* **Dataset records**
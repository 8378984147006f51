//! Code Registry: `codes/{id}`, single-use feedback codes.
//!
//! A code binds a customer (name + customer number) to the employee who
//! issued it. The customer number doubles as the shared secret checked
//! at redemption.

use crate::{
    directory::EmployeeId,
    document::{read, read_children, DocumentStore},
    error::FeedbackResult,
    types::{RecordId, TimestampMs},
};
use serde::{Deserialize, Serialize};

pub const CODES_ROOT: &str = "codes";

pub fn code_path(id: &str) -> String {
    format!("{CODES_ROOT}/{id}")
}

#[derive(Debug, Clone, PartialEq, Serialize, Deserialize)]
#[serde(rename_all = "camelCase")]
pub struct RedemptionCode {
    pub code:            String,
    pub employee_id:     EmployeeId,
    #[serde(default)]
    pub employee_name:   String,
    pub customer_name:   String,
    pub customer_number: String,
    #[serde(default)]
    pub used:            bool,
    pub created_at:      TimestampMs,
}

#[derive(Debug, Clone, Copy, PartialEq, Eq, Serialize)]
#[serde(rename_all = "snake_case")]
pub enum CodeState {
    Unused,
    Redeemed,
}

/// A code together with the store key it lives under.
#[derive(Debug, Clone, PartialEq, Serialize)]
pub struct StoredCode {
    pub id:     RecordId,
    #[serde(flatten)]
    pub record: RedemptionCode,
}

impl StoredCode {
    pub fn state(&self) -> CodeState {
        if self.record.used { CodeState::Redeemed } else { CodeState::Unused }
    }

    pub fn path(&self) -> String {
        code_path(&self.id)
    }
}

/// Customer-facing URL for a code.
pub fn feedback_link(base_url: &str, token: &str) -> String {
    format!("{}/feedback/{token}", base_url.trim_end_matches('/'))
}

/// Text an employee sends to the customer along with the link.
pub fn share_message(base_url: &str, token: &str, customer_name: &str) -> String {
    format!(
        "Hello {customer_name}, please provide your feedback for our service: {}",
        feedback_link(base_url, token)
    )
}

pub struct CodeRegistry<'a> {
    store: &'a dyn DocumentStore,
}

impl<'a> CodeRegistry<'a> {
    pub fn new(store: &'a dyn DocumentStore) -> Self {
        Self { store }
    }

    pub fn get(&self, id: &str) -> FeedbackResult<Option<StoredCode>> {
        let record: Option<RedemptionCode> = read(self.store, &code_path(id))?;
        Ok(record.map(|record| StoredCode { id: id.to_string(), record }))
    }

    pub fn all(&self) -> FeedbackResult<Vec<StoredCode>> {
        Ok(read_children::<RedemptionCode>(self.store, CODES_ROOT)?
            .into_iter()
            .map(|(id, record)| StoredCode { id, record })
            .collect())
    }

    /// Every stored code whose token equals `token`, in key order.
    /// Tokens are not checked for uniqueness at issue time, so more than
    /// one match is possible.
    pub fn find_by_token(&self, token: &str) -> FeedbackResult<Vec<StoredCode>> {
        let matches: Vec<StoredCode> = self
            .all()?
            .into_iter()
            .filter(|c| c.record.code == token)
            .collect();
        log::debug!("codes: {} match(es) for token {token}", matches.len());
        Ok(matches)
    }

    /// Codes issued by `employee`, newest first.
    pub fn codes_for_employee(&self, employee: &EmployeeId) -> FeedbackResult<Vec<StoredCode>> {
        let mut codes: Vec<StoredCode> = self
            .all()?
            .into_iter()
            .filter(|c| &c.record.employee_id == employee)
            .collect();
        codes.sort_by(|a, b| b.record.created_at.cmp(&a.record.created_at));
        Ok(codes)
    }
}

* **WHAT THE TASK ASKS**
Which of the lines above carry the string "CodeState"? Pick them out and copy them.

* **WRITTEN SOLUTION**
pub enum CodeState {
    pub fn state(&self) -> CodeState {
        if self.record.used { CodeState::Redeemed } else { CodeState::Unused }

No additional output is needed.